:: Required work ::
Wherever a line of the data contains "Errors", copy that line.

[Stored data entries]
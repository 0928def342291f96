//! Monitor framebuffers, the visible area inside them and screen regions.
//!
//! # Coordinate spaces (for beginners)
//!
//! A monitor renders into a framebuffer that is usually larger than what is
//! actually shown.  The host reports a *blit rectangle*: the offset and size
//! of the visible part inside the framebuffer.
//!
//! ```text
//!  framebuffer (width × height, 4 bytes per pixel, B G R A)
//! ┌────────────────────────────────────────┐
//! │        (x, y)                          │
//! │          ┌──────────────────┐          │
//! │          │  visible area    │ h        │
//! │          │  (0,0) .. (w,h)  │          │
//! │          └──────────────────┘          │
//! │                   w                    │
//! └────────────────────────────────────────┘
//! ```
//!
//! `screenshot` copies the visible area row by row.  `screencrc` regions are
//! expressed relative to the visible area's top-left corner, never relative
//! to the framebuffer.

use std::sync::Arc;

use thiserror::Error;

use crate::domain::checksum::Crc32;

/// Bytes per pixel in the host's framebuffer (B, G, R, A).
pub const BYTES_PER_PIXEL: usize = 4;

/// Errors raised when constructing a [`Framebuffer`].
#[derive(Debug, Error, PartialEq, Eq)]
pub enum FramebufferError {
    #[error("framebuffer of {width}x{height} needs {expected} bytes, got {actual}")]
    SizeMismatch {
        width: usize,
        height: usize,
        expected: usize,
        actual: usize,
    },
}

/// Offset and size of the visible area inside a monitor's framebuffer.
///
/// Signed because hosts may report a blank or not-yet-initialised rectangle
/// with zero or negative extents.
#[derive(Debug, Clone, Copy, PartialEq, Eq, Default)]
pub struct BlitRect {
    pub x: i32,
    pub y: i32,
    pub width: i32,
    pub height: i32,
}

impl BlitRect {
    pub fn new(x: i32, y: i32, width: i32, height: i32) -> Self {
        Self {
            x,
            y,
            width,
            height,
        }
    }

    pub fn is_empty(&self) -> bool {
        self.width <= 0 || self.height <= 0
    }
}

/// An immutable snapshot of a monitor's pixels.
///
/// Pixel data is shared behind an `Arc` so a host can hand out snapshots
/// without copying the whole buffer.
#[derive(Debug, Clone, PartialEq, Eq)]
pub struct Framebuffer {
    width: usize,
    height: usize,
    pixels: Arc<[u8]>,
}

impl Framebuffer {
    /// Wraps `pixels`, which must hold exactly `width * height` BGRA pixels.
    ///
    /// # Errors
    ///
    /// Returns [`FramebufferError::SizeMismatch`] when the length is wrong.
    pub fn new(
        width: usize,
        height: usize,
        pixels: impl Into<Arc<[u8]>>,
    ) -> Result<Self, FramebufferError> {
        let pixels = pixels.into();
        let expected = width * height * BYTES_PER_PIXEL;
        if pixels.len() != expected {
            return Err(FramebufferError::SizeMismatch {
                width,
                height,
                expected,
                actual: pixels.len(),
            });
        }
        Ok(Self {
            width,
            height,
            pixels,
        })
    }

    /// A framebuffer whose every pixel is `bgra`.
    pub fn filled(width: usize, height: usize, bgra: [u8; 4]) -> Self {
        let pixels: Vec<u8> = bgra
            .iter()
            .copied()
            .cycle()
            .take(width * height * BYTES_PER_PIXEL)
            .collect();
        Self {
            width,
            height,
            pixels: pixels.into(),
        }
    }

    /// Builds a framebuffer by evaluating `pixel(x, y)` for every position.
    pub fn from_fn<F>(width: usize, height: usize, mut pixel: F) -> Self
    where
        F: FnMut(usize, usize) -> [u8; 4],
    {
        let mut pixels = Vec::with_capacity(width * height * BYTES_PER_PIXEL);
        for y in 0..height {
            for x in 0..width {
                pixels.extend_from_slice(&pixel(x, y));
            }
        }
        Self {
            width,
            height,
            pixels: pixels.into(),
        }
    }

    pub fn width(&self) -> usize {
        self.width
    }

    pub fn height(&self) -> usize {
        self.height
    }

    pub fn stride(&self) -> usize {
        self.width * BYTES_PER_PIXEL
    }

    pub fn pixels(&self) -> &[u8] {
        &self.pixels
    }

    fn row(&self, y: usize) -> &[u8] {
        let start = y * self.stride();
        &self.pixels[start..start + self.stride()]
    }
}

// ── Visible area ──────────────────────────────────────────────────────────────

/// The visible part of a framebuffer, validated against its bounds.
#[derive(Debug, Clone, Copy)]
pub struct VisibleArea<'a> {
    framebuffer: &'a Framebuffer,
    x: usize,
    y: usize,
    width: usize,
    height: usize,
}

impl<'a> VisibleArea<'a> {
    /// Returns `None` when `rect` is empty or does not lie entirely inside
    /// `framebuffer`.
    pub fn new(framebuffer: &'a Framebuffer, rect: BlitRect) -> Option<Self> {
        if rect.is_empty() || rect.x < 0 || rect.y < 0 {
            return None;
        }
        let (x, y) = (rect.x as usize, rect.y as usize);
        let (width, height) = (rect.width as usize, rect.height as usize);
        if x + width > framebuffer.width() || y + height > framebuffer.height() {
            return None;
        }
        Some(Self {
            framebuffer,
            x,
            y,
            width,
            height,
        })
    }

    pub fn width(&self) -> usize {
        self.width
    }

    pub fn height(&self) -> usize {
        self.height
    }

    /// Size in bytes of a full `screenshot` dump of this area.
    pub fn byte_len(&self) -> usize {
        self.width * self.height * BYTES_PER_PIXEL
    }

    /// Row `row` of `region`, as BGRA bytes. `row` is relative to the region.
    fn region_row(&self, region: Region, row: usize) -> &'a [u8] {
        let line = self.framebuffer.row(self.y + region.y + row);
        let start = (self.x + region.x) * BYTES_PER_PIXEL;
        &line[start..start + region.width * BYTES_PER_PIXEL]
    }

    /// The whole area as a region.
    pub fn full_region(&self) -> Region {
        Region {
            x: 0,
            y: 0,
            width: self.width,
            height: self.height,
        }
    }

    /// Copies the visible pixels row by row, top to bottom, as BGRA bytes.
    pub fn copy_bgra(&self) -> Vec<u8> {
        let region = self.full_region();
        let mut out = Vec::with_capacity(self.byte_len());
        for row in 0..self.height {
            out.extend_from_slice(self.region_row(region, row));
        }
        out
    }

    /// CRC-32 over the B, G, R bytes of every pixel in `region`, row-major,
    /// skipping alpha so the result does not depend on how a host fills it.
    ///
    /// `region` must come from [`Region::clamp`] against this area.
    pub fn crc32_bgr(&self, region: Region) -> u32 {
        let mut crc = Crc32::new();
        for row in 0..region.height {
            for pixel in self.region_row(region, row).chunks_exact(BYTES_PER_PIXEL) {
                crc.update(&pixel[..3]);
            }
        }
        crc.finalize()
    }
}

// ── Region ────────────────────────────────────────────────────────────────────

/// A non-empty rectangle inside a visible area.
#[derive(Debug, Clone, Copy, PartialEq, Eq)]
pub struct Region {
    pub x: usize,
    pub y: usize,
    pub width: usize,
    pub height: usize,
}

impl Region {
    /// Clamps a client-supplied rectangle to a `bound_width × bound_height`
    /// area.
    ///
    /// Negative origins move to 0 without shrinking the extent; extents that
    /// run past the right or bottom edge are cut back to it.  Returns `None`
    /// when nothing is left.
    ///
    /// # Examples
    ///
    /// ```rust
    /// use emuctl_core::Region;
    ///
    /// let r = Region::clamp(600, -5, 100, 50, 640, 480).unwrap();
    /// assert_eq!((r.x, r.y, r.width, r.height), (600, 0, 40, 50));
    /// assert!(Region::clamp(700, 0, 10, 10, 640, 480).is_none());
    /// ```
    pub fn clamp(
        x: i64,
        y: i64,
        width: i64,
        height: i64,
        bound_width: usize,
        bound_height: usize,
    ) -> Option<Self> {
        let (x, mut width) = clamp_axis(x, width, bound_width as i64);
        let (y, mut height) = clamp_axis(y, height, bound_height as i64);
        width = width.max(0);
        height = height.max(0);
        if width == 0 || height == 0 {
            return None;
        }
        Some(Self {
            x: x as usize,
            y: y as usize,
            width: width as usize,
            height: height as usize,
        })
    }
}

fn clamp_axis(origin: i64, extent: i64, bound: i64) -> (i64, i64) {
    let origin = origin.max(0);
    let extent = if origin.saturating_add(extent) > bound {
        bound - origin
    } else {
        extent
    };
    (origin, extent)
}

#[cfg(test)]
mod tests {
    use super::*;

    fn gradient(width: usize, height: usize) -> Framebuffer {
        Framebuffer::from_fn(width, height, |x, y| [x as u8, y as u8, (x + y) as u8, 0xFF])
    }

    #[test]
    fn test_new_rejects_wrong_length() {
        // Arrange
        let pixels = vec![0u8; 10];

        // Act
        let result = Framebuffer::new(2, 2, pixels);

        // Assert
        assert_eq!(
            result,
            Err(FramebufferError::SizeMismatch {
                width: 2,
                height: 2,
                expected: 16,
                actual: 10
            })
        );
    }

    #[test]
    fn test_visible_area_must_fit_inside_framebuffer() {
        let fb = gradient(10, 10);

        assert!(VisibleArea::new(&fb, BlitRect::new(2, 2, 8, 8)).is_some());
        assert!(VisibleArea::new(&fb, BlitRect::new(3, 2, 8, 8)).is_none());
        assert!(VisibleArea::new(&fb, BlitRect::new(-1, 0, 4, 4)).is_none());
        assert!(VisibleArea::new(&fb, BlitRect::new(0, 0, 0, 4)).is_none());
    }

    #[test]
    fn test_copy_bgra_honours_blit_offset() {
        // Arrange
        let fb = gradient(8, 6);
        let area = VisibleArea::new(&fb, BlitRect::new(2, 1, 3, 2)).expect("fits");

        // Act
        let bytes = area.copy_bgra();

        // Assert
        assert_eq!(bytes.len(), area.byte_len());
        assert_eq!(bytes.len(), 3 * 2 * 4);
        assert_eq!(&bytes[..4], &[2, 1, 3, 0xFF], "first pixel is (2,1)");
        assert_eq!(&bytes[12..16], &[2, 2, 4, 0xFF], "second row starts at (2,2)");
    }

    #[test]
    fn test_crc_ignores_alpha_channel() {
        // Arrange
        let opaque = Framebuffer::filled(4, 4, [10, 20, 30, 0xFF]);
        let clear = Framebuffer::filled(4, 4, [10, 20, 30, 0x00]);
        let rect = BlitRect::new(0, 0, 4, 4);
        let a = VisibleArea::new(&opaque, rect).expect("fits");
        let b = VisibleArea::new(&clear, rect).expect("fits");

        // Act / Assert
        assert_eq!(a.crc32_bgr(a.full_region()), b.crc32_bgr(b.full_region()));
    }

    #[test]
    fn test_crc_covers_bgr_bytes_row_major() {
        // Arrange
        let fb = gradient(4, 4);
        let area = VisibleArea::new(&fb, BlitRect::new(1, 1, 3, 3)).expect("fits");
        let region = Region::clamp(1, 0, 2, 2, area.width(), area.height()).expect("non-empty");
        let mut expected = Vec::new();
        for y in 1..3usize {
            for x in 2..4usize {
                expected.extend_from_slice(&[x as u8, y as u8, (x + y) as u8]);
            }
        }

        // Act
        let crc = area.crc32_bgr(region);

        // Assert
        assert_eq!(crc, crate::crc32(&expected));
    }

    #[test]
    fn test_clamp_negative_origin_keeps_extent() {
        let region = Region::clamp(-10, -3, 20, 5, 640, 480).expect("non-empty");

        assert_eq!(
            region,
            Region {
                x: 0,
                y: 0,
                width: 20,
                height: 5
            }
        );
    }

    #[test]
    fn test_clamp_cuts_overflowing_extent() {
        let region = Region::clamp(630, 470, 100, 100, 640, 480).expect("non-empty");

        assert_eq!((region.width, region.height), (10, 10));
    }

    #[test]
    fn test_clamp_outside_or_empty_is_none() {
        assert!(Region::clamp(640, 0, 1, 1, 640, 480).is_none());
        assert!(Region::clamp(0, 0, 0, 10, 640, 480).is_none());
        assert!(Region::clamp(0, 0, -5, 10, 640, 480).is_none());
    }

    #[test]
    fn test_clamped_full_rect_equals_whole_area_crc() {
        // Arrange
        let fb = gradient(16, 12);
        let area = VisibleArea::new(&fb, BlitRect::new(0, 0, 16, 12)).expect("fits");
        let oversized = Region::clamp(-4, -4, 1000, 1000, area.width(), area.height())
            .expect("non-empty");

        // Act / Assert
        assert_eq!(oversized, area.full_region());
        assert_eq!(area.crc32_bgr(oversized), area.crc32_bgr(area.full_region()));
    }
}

:: The answer ::
/// Errors raised when constructing a [`Framebuffer`].
    /// # Errors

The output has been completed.